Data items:

- - -

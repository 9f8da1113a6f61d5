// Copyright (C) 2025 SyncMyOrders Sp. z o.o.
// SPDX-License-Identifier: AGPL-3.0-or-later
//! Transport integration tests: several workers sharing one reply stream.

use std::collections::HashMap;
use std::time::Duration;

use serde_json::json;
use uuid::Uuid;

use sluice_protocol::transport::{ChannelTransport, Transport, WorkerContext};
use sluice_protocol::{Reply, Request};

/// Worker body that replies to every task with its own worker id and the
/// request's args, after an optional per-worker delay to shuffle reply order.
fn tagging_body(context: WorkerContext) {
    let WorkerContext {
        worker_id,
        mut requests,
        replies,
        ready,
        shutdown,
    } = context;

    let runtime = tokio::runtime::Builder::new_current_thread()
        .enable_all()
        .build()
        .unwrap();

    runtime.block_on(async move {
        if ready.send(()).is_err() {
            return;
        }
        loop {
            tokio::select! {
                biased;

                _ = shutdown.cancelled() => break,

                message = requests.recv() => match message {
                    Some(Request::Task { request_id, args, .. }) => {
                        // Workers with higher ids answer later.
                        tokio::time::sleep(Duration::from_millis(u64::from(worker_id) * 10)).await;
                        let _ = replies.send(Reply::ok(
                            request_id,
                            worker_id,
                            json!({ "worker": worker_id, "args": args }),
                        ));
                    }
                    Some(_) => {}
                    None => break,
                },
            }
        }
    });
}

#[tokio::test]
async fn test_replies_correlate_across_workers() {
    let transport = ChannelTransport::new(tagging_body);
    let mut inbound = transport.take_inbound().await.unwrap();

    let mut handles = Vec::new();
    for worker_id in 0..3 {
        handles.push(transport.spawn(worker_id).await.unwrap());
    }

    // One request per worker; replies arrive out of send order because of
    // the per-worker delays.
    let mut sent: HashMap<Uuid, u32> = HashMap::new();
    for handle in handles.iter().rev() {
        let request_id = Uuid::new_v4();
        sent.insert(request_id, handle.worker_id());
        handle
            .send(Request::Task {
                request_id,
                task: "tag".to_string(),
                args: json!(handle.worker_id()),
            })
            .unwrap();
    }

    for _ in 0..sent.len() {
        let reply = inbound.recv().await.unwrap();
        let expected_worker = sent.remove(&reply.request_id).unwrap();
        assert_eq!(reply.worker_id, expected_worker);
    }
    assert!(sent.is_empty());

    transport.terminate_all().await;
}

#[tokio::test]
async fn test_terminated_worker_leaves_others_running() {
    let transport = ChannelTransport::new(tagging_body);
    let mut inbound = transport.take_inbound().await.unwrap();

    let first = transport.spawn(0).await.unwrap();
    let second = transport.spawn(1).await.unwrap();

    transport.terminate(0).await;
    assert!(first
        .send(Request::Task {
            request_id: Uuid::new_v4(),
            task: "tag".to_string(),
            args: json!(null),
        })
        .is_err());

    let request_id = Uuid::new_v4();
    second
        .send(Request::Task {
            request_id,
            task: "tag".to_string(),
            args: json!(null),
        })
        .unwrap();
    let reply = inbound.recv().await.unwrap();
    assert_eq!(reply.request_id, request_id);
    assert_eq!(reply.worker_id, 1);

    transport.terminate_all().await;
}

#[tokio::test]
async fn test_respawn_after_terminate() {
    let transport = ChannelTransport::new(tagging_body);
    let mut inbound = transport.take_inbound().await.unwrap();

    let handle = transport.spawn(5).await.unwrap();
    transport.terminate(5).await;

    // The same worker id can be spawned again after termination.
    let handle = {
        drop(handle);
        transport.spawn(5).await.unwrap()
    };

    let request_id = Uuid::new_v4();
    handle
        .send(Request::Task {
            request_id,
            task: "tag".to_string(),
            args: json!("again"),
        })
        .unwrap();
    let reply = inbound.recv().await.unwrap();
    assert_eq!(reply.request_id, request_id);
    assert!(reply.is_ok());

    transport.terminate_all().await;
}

- - -

__Your assignment__:
Your reply should be one number: how many lines in the entries above contain the word "requests".

__Result below__:
2